Perpetual Crisis.The reason the “abolition,” “defunding,” and reform agenda achieved so much visibility so quickly is that it perfectly embodies the disruption/permanent revolution logic that neoliberalism thrives on. The idea that institutions are “in dire need of reform” is central to the livelihoods of the managers, senior administrators, and consultants who make their living from reforming institutions and—ultimately—to the viability of the neoliberalised institution itself.
The reform agenda is also instrumental in demoralising those who work in institutions and making them comply with the neoliberal-managerial agenda. The justification for neoliberal reforms in the 1980s was that state institutions were “inefficient” and didn’t offer “value for money.” Market-based reforms (and mass layoffs and service cutbacks) were then enacted to “address” these supposed problems. The current assault on the legitimacy of a range of institutions—schools, universities, police, libraries and museums, the civil service, state borders—is part of the same neoliberal project of institutional reform and privatisation.

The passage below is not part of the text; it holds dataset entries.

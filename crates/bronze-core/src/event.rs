//! Event model for the Bronze host.
//!
//! An [`Event`] is produced by the upstream gateway after it has already
//! normalized the platform's wire format. The host never mutates an event
//! once it has been wrapped in an `Arc` and handed to the pipeline; all
//! per-event working state lives in the framework's `Context` instead.
//!
//! Events travel as camelCase JSON:
//!
//! ```json
//! {"id":"e1","type":"message","platform":"qq","botId":"b1",
//!  "userId":"u1","groupId":"g1","text":"/help","payload":{}}
//! ```

use std::fmt;
use std::str::FromStr;

use serde::{Deserialize, Serialize};
use serde_json::{Map, Value};

// ============================================================================
// Event Kind
// ============================================================================

/// Classification of inbound events.
#[derive(Debug, Clone, Copy, PartialEq, Eq, Hash, Serialize, Deserialize)]
#[serde(rename_all = "lowercase")]
pub enum EventKind {
    /// Private or group chat messages.
    Message,
    /// Notices (member joined, message recalled, ...).
    Notice,
    /// Requests (friend request, group invitation, ...).
    Request,
}

impl EventKind {
    /// Returns the lowercase wire name of this kind.
    pub fn as_str(&self) -> &'static str {
        match self {
            Self::Message => "message",
            Self::Notice => "notice",
            Self::Request => "request",
        }
    }
}

impl fmt::Display for EventKind {
    fn fmt(&self, f: &mut fmt::Formatter<'_>) -> fmt::Result {
        f.write_str(self.as_str())
    }
}

impl FromStr for EventKind {
    type Err = String;

    fn from_str(s: &str) -> Result<Self, Self::Err> {
        match s.to_lowercase().as_str() {
            "message" => Ok(Self::Message),
            "notice" => Ok(Self::Notice),
            "request" => Ok(Self::Request),
            other => Err(format!("unknown event type '{other}'")),
        }
    }
}

// ============================================================================
// Target
// ============================================================================

/// Whether a conversation is a private chat or a group.
#[derive(Debug, Clone, Copy, PartialEq, Eq, Hash, Serialize, Deserialize)]
#[serde(rename_all = "lowercase")]
pub enum TargetKind {
    /// One-to-one conversation with a user.
    Private,
    /// Group conversation.
    Group,
}

impl TargetKind {
    /// Returns the wire name of this kind.
    pub fn as_str(&self) -> &'static str {
        match self {
            Self::Private => "private",
            Self::Group => "group",
        }
    }
}

impl FromStr for TargetKind {
    type Err = String;

    fn from_str(s: &str) -> Result<Self, Self::Err> {
        match s.to_lowercase().as_str() {
            "private" | "user" | "friend" => Ok(Self::Private),
            "group" => Ok(Self::Group),
            other => Err(format!("unknown target kind '{other}'")),
        }
    }
}

/// A conversation that outbound text can be delivered to.
#[derive(Debug, Clone, PartialEq, Eq, Hash, Serialize, Deserialize)]
pub struct Target {
    /// Private chat or group.
    pub kind: TargetKind,
    /// User id for private chats, group id for groups.
    pub id: String,
}

impl Target {
    /// A private conversation with `user_id`.
    pub fn private(user_id: impl Into<String>) -> Self {
        Self {
            kind: TargetKind::Private,
            id: user_id.into(),
        }
    }

    /// A group conversation.
    pub fn group(group_id: impl Into<String>) -> Self {
        Self {
            kind: TargetKind::Group,
            id: group_id.into(),
        }
    }
}

impl fmt::Display for Target {
    fn fmt(&self, f: &mut fmt::Formatter<'_>) -> fmt::Result {
        match self.kind {
            TargetKind::Private => write!(f, "private:{}", self.id),
            TargetKind::Group => write!(f, "group:{}", self.id),
        }
    }
}

// ============================================================================
// Event
// ============================================================================

/// An immutable, normalized inbound event.
///
/// Construct with [`Event::new`] / [`Event::message`] and the `with_*`
/// builder methods, then share it as `Arc<Event>`.
///
/// ```rust
/// use bronze_core::{Event, EventKind};
///
/// let event = Event::message("u1", "/help")
///     .with_id("e1")
///     .in_group("g1");
///
/// assert_eq!(event.kind(), EventKind::Message);
/// assert_eq!(event.group_id(), Some("g1"));
/// ```
#[derive(Debug, Clone, PartialEq, Serialize, Deserialize)]
#[serde(rename_all = "camelCase")]
pub struct Event {
    #[serde(default)]
    id: String,
    #[serde(rename = "type")]
    kind: EventKind,
    #[serde(default = "default_platform")]
    platform: String,
    #[serde(default)]
    bot_id: String,
    user_id: String,
    #[serde(default, skip_serializing_if = "Option::is_none")]
    group_id: Option<String>,
    #[serde(default)]
    text: String,
    #[serde(default)]
    payload: Map<String, Value>,
}

fn default_platform() -> String {
    "unknown".to_string()
}

impl Event {
    /// Creates an event of the given kind from `user_id`.
    pub fn new(kind: EventKind, user_id: impl Into<String>) -> Self {
        Self {
            id: String::new(),
            kind,
            platform: default_platform(),
            bot_id: String::new(),
            user_id: user_id.into(),
            group_id: None,
            text: String::new(),
            payload: Map::new(),
        }
    }

    /// Creates a message event carrying `text`.
    pub fn message(user_id: impl Into<String>, text: impl Into<String>) -> Self {
        Self::new(EventKind::Message, user_id).with_text(text)
    }

    /// Sets the event id.
    pub fn with_id(mut self, id: impl Into<String>) -> Self {
        self.id = id.into();
        self
    }

    /// Sets the platform name.
    pub fn with_platform(mut self, platform: impl Into<String>) -> Self {
        self.platform = platform.into();
        self
    }

    /// Sets the id of the bot account that received the event.
    pub fn with_bot(mut self, bot_id: impl Into<String>) -> Self {
        self.bot_id = bot_id.into();
        self
    }

    /// Marks the event as coming from a group.
    pub fn in_group(mut self, group_id: impl Into<String>) -> Self {
        self.group_id = Some(group_id.into());
        self
    }

    /// Sets the raw text.
    pub fn with_text(mut self, text: impl Into<String>) -> Self {
        self.text = text.into();
        self
    }

    /// Inserts one payload entry.
    pub fn with_payload(mut self, key: impl Into<String>, value: Value) -> Self {
        self.payload.insert(key.into(), value);
        self
    }

    pub fn id(&self) -> &str {
        &self.id
    }

    pub fn kind(&self) -> EventKind {
        self.kind
    }

    pub fn platform(&self) -> &str {
        &self.platform
    }

    pub fn bot_id(&self) -> &str {
        &self.bot_id
    }

    pub fn user_id(&self) -> &str {
        &self.user_id
    }

    pub fn group_id(&self) -> Option<&str> {
        self.group_id.as_deref()
    }

    /// The raw message text (empty for non-message events).
    pub fn text(&self) -> &str {
        &self.text
    }

    pub fn payload(&self) -> &Map<String, Value> {
        &self.payload
    }

    /// Returns `true` for message events.
    pub fn is_message(&self) -> bool {
        self.kind == EventKind::Message
    }

    /// The conversation a reply to this event should go to.
    ///
    /// Group events answer in the group; everything else answers privately.
    pub fn origin(&self) -> Target {
        match &self.group_id {
            Some(group) => Target::group(group.clone()),
            None => Target::private(self.user_id.clone()),
        }
    }
}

In the language of social justice, neoliberalism has found a powerful new vocabulary for representing its interests as moral necessities and demonising its opponents, just as the old justifications for reform were losing their cutting edge. Large, woke-washed tech firms and outsourcing companies will claim the ability to deliver state services to a diverse range of clients in a more responsive and respectful manner than the state ever could.
Anyone who opposes this new, turbocharged form of moralised neoliberalism will be branded with the predictable epithets, which will justify them being deplatformed and silenced.